On 05/02/2018 02:13 PM, Max Reitz wrote:
> On 2018-05-02 20:03, John Snow wrote:
>>
>>
>> On 04/21/2018 12:54 PM, Max Reitz wrote:
>>> This test case has been broken since 398e6ad014df261d (roughly half a
>>> year).  qemu-img amend requires its output image to be R/W, so it opens
>>> it as such; the node is then turned into an read-only node automatically
>>> which is now accompanied by a warning, however.  This warning has not
>>> been part of the reference output.
>>>
>>> For one thing, this warning shows that we cannot keep the test case as
>>> it is.  We would need a format that has no create_opts but that does
>>> have write support -- we do not have such a format, though.
>>>
>>> Another thing is that qemu now actually checks whether an image format
>>> supports amendment instead of whether it has create_opts (since the
>>> former always implies the latter).  So we can now use any format that
>>> does not support amendment (even if it supports creation) and thus test
>>> the same code path.
>>>
>>> The reason nobody has noticed the breakage until now of course is the
>>> fact that nobody runs the iotests for nbd+bochs.  There actually was
>>> never any reason to set the protocol to "nbd" but because that was
>>> technically correct; functionally it made no difference.  So that is the
>>> first thing we are going to change: Make the protocol "file" instead so
>>> that people might actually notice breakage here.
>>>
>>> Secondly, now that bochs no longer works for the amend test case, we
>>> have to change the format there anyway.  Set let us just bend the truth
> 
> I suppose s/Set/So/
> 
>>> a bit, declare this test a raw test.  In fact, that does not even
>>> concern the bochs test cases, other than the output now reading 'bochs'
>>> instead of 'IMGFMT'.
>>>
>>> So with this test now being a raw test, we can rework the amend test
>>> case to use raw instead.
>>>
>>> Signed-off-by: Max Reitz <mre...@redhat.com>
>>
>> Well, it passes... Not sure if I'm wild about the format change, it
>> sounds like a failure of our CI more than something that needed to
>> change in the test, but... shrug.
> 
> I think it's not really an issue in the CI.  Testing all possible
> combinations of protocols and formats seems too much to me.
> 
> I think it really is an issue in our test suite.  There are many tests
> that work only with a single combination (numerous file+qcow2 tests, for
> instance), so having our great test matrix capability is completely
> useless for them.
> 
> Maybe tests should be able to offer a preferred format+protocol
> (+options) combination?  Then, when you run check without any such
> arguments, it would just run each test in its preferred mode.
> 
> Max
> 

"You're not wrong" -- iotests presents an impossible matrix.
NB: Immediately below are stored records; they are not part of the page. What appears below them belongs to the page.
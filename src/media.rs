use parking_lot::Mutex;
use std::collections::VecDeque;
use std::fmt;

use crate::listeners::{Listener, ListenerId, ListenerRegistry};

#[derive(Debug, Clone, Copy, PartialEq, Eq, Hash)]
pub enum MediaEventKind {
    LoadedMetadata,
    TimeUpdate,
    Play,
    Pause,
    Ended,
    PlaybackRejected,
}

impl MediaEventKind {
    pub const ALL: [MediaEventKind; 6] = [
        MediaEventKind::LoadedMetadata,
        MediaEventKind::TimeUpdate,
        MediaEventKind::Play,
        MediaEventKind::Pause,
        MediaEventKind::Ended,
        MediaEventKind::PlaybackRejected,
    ];
}

/// Transport signals emitted by a media element.
#[derive(Debug, Clone, PartialEq)]
pub enum MediaEvent {
    /// Duration may be NaN or infinite when the resource does not report one.
    LoadedMetadata { duration: f64 },
    TimeUpdate { current_time: f64 },
    Play,
    Pause,
    Ended,
    /// The host refused or aborted a play request (autoplay policy, source
    /// change). `paused` is the element's state when the request settled.
    PlaybackRejected { reason: String, paused: bool },
}

impl MediaEvent {
    pub fn kind(&self) -> MediaEventKind {
        match self {
            MediaEvent::LoadedMetadata { .. } => MediaEventKind::LoadedMetadata,
            MediaEvent::TimeUpdate { .. } => MediaEventKind::TimeUpdate,
            MediaEvent::Play => MediaEventKind::Play,
            MediaEvent::Pause => MediaEventKind::Pause,
            MediaEvent::Ended => MediaEventKind::Ended,
            MediaEvent::PlaybackRejected { .. } => MediaEventKind::PlaybackRejected,
        }
    }
}

/// A playable element with standard transport semantics.
///
/// `play` is a request: the host may start, defer or refuse playback, and
/// reports the outcome only through events.
pub trait MediaElement: Send + Sync {
    fn set_src(&self, url: &str);
    fn src(&self) -> String;
    fn play(&self);
    fn pause(&self);
    fn set_current_time(&self, seconds: f64);
    fn set_volume(&self, volume: f64);
    fn add_listener(&self, kind: MediaEventKind, listener: Listener<MediaEvent>) -> ListenerId;
    fn remove_listener(&self, id: ListenerId) -> bool;
}

/// How a `SimulatedMediaElement` answers play requests.
#[derive(Debug, Clone, Copy, PartialEq, Eq, Default)]
pub enum PlayPolicy {
    #[default]
    Allow,
    Reject,
    /// Hold the request until `resolve_pending_play`.
    Defer,
}

struct Transport {
    src: String,
    paused: bool,
    current_time: f64,
    duration: f64,
    volume: f64,
    policy: PlayPolicy,
    pending_play: bool,
    queue: VecDeque<MediaEvent>,
}

/// In-memory media element.
///
/// Events are queued the way a browser queues media tasks and delivered by
/// `flush`, so callers observe the same ordering gap between a request and
/// its confirming event.
pub struct SimulatedMediaElement {
    transport: Mutex<Transport>,
    listeners: ListenerRegistry<MediaEventKind, MediaEvent>,
}

impl SimulatedMediaElement {
    pub fn new() -> Self {
        Self::with_policy(PlayPolicy::Allow)
    }

    pub fn with_policy(policy: PlayPolicy) -> Self {
        Self {
            transport: Mutex::new(Transport {
                src: String::new(),
                paused: true,
                current_time: 0.0,
                duration: f64::NAN,
                volume: 1.0,
                policy,
                pending_play: false,
                queue: VecDeque::new(),
            }),
            listeners: ListenerRegistry::new(),
        }
    }

    pub fn set_play_policy(&self, policy: PlayPolicy) {
        self.transport.lock().policy = policy;
    }

    /// Metadata for the current source became available.
    pub fn load_metadata(&self, duration: f64) {
        let mut transport = self.transport.lock();
        transport.duration = duration;
        transport.queue.push_back(MediaEvent::LoadedMetadata { duration });
    }

    /// Let the clock run for `seconds`. Reaching the end pauses and fires
    /// timeupdate, pause and ended, in that order.
    pub fn advance(&self, seconds: f64) {
        let mut transport = self.transport.lock();
        if transport.paused || !seconds.is_finite() || seconds <= 0.0 {
            return;
        }

        let mut position = transport.current_time + seconds;
        let reached_end = transport.duration.is_finite() && position >= transport.duration;
        if reached_end {
            position = transport.duration;
        }
        transport.current_time = position;
        transport.queue.push_back(MediaEvent::TimeUpdate {
            current_time: position,
        });

        if reached_end {
            transport.paused = true;
            transport.queue.push_back(MediaEvent::Pause);
            transport.queue.push_back(MediaEvent::Ended);
        }
    }

    /// Pause from outside the page (media keys, OS controls).
    pub fn external_pause(&self) {
        let mut transport = self.transport.lock();
        if !transport.paused {
            transport.paused = true;
            transport.queue.push_back(MediaEvent::Pause);
        }
    }

    /// Resume from outside the page; not subject to the play policy.
    pub fn external_play(&self) {
        let mut transport = self.transport.lock();
        Self::start(&mut transport);
    }

    /// Settle a play request held by `PlayPolicy::Defer`.
    pub fn resolve_pending_play(&self, allowed: bool) {
        let mut transport = self.transport.lock();
        if !transport.pending_play {
            return;
        }
        transport.pending_play = false;
        if allowed {
            Self::start(&mut transport);
        } else {
            let paused = transport.paused;
            transport.queue.push_back(MediaEvent::PlaybackRejected {
                reason: "NotAllowedError".to_string(),
                paused,
            });
        }
    }

    /// Deliver queued events in order. Returns how many were delivered.
    pub fn flush(&self) -> usize {
        let mut delivered = 0;
        loop {
            let next = self.transport.lock().queue.pop_front();
            let Some(event) = next else {
                break;
            };
            self.listeners.dispatch(event.kind(), &event);
            delivered += 1;
        }
        delivered
    }

    pub fn pending_events(&self) -> usize {
        self.transport.lock().queue.len()
    }

    pub fn paused(&self) -> bool {
        self.transport.lock().paused
    }

    pub fn current_time(&self) -> f64 {
        self.transport.lock().current_time
    }

    pub fn duration(&self) -> f64 {
        self.transport.lock().duration
    }

    pub fn volume(&self) -> f64 {
        self.transport.lock().volume
    }

    pub fn listener_count(&self) -> usize {
        self.listeners.len()
    }

    /// Playback starting settles any play request still held.
    fn start(transport: &mut Transport) {
        transport.pending_play = false;
        if transport.paused {
            transport.paused = false;
            transport.queue.push_back(MediaEvent::Play);
        }
    }
}

impl Default for SimulatedMediaElement {
    fn default() -> Self {
        Self::new()
    }
}

impl MediaElement for SimulatedMediaElement {
    fn set_src(&self, url: &str) {
        let mut transport = self.transport.lock();
        transport.src = url.to_string();
        transport.paused = true;
        transport.current_time = 0.0;
        transport.duration = f64::NAN;
        // events still queued for the previous source are dropped
        transport.queue.clear();
        if transport.pending_play {
            transport.pending_play = false;
            transport.queue.push_back(MediaEvent::PlaybackRejected {
                reason: "AbortError".to_string(),
                paused: true,
            });
        }
    }

    fn src(&self) -> String {
        self.transport.lock().src.clone()
    }

    fn play(&self) {
        let mut transport = self.transport.lock();
        let policy = transport.policy;
        match policy {
            PlayPolicy::Allow => Self::start(&mut transport),
            PlayPolicy::Reject => {
                let paused = transport.paused;
                transport.queue.push_back(MediaEvent::PlaybackRejected {
                    reason: "NotAllowedError".to_string(),
                    paused,
                });
            }
            PlayPolicy::Defer => transport.pending_play = true,
        }
    }

    fn pause(&self) {
        let mut transport = self.transport.lock();
        transport.pending_play = false;
        if !transport.paused {
            transport.paused = true;
            transport.queue.push_back(MediaEvent::Pause);
        }
    }

    fn set_current_time(&self, seconds: f64) {
        let mut transport = self.transport.lock();
        let mut position = seconds.max(0.0);
        if transport.duration.is_finite() {
            position = position.min(transport.duration);
        }
        transport.current_time = position;
        transport.queue.push_back(MediaEvent::TimeUpdate {
            current_time: position,
        });
    }

    fn set_volume(&self, volume: f64) {
        self.transport.lock().volume = volume;
    }

    fn add_listener(&self, kind: MediaEventKind, listener: Listener<MediaEvent>) -> ListenerId {
        self.listeners.add(kind, listener)
    }

    fn remove_listener(&self, id: ListenerId) -> bool {
        self.listeners.remove(id)
    }
}

impl fmt::Debug for SimulatedMediaElement {
    fn fmt(&self, f: &mut fmt::Formatter<'_>) -> fmt::Result {
        let transport = self.transport.lock();
        f.debug_struct("SimulatedMediaElement")
            .field("src", &transport.src)
            .field("paused", &transport.paused)
            .field("current_time", &transport.current_time)
            .field("duration", &transport.duration)
            .field("volume", &transport.volume)
            .field("queued", &transport.queue.len())
            .finish()
    }
}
You're not
going to fix our infrastructural problems with this one patch, which
looks like a hack in contrast to how the rest of iotests is presently
structured.

I don't oppose it, though. Just voicing my full-throated ambivalence.
There's definitely a discussion or two to be had about what
instrumenting iotests looks like and how we can ensure we're getting
proper coverage. The current solution *is* bad.